Medida provisória sobre importação de cacau avança no Congresso e acende debate no setor
Proposta reduz prazo de benefício fiscal para cacau importado e busca proteger produtores nacionais sem comprometer o abastecimento da indústria exportadora.
João Victor Almeida - Imagem: Publicação
6/11/20262 min read


A tramitação da Medida Provisória 1.341/2026 deu um novo passo nesta semana com a instalação da comissão mista responsável por analisar o texto no Congresso Nacional. A proposta altera as regras de importação de cacau dentro do regime de drawback e pode impactar diretamente produtores rurais, indústrias processadoras e exportadores do setor.
A principal mudança prevista pela medida é a redução do prazo de utilização dos benefícios tributários concedidos ao cacau importado. Atualmente, empresas podem utilizar a matéria-prima adquirida no exterior por até dois anos dentro do regime especial. Com a nova regra, esse período passará a ser de no máximo seis meses.
O drawback é um mecanismo que permite a suspensão, redução ou isenção de tributos sobre insumos importados utilizados na fabricação de produtos destinados à exportação. O objetivo é aumentar a competitividade da indústria brasileira no mercado internacional.
Segundo o governo federal, a alteração busca evitar que grandes volumes de cacau importado permaneçam por longos períodos em estoque, concorrendo diretamente com a produção nacional. A avaliação do Executivo é que essa situação pode pressionar os preços pagos aos produtores brasileiros e reduzir a competitividade da safra nacional.
Embora o Brasil esteja entre os principais produtores mundiais de cacau, parte da matéria-prima utilizada pela indústria ainda precisa ser importada para complementar o abastecimento interno. Atualmente, cerca de 14% do cacau processado pela indústria nacional tem origem externa.

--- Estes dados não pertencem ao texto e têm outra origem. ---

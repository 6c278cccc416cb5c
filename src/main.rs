//! RWA/WDM admission simulator
//!
//! 設定ファイル (既定: ./config.toml) を読み込み，負荷ごとの呼損率を求める

use std::{ env, process };

use rwa_wdm_sim::{ config::Config, controller, utils };

fn main() {
    let args: Vec<String> = env::args().collect();
    let config_path = if args.len() == 2 { args[1].as_str() } else { "./config.toml" };

    let config = match Config::new(config_path) {
        Ok(config) => config,
        Err(err) => {
            eprintln!("[ERROR] {config_path}: {err}");
            process::exit(1);
        }
    };

    let run_id = utils::generate_id();
    eprintln!("START: {}\tID: {}", utils::now_string(), run_id);
    eprintln!(
        "TOPOLOGY: {}\tCHANNELS: {}\tTHREADS: {}",
        config.network.topology, config.network.channels, config.simulation.threads
    );

    // スレッド数の確認
    let num_threads = num_cpus::get();
    if num_threads < config.simulation.threads {
        eprintln!("[WARNING] THREADS: {} is larger than num_cpus: {}.", config.simulation.threads, num_threads);
    }

    let result = match controller::main(&config, &run_id) {
        Ok(result) => result,
        Err(err) => {
            eprintln!("[ERROR] {err}");
            process::exit(1);
        }
    };

    print!("{:<8}", "Load:");
    for (load, _) in result.mean_blocking() {
        print!(" {:7}", load);
    }
    println!();
    print!("{:<8}", "BP (%):");
    for (_, mean) in result.mean_blocking() {
        match mean {
            Some(bp) => print!(" {:7.3}", bp),
            None => print!(" {:>7}", "-"),
        }
    }
    println!();
    if let Some(dir) = &result.result_dir {
        eprintln!("RESULT: {}/{}.bp", dir.display(), result.file_base);
        eprintln!("CONFIG: {}/config_{}.toml", dir.display(), result.run_id);
    }
}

A comissão mista instalada será presidida pelo deputado Gabriel Nunes (PSD-BA), enquanto a relatoria ficará sob responsabilidade do senador Zequinha Marinho (Podemos-PA). O relator informou que pretende ouvir representantes de todos os segmentos envolvidos antes da apresentação do parecer final, incluindo produtores, cooperativas, indústrias e entidades do setor.
O debate é especialmente relevante para estados como Bahia e Pará, que concentram a maior parte da produção brasileira de cacau e têm papel fundamental na cadeia produtiva nacional. Para os produtores, a medida pode representar uma proteção adicional aos preços internos. Já para a indústria, a preocupação está relacionada à garantia de abastecimento e à manutenção da competitividade das exportações.
Apesar de já estar em vigor por meio da medida provisória, a proposta ainda precisa ser aprovada pela Câmara dos Deputados e pelo Senado para se transformar definitivamente em lei. Até lá, o tema continuará sendo acompanhado de perto por toda a cadeia do cacau, que busca um equilíbrio entre a valorização da produção nacional e as necessidades da indústria exportadora.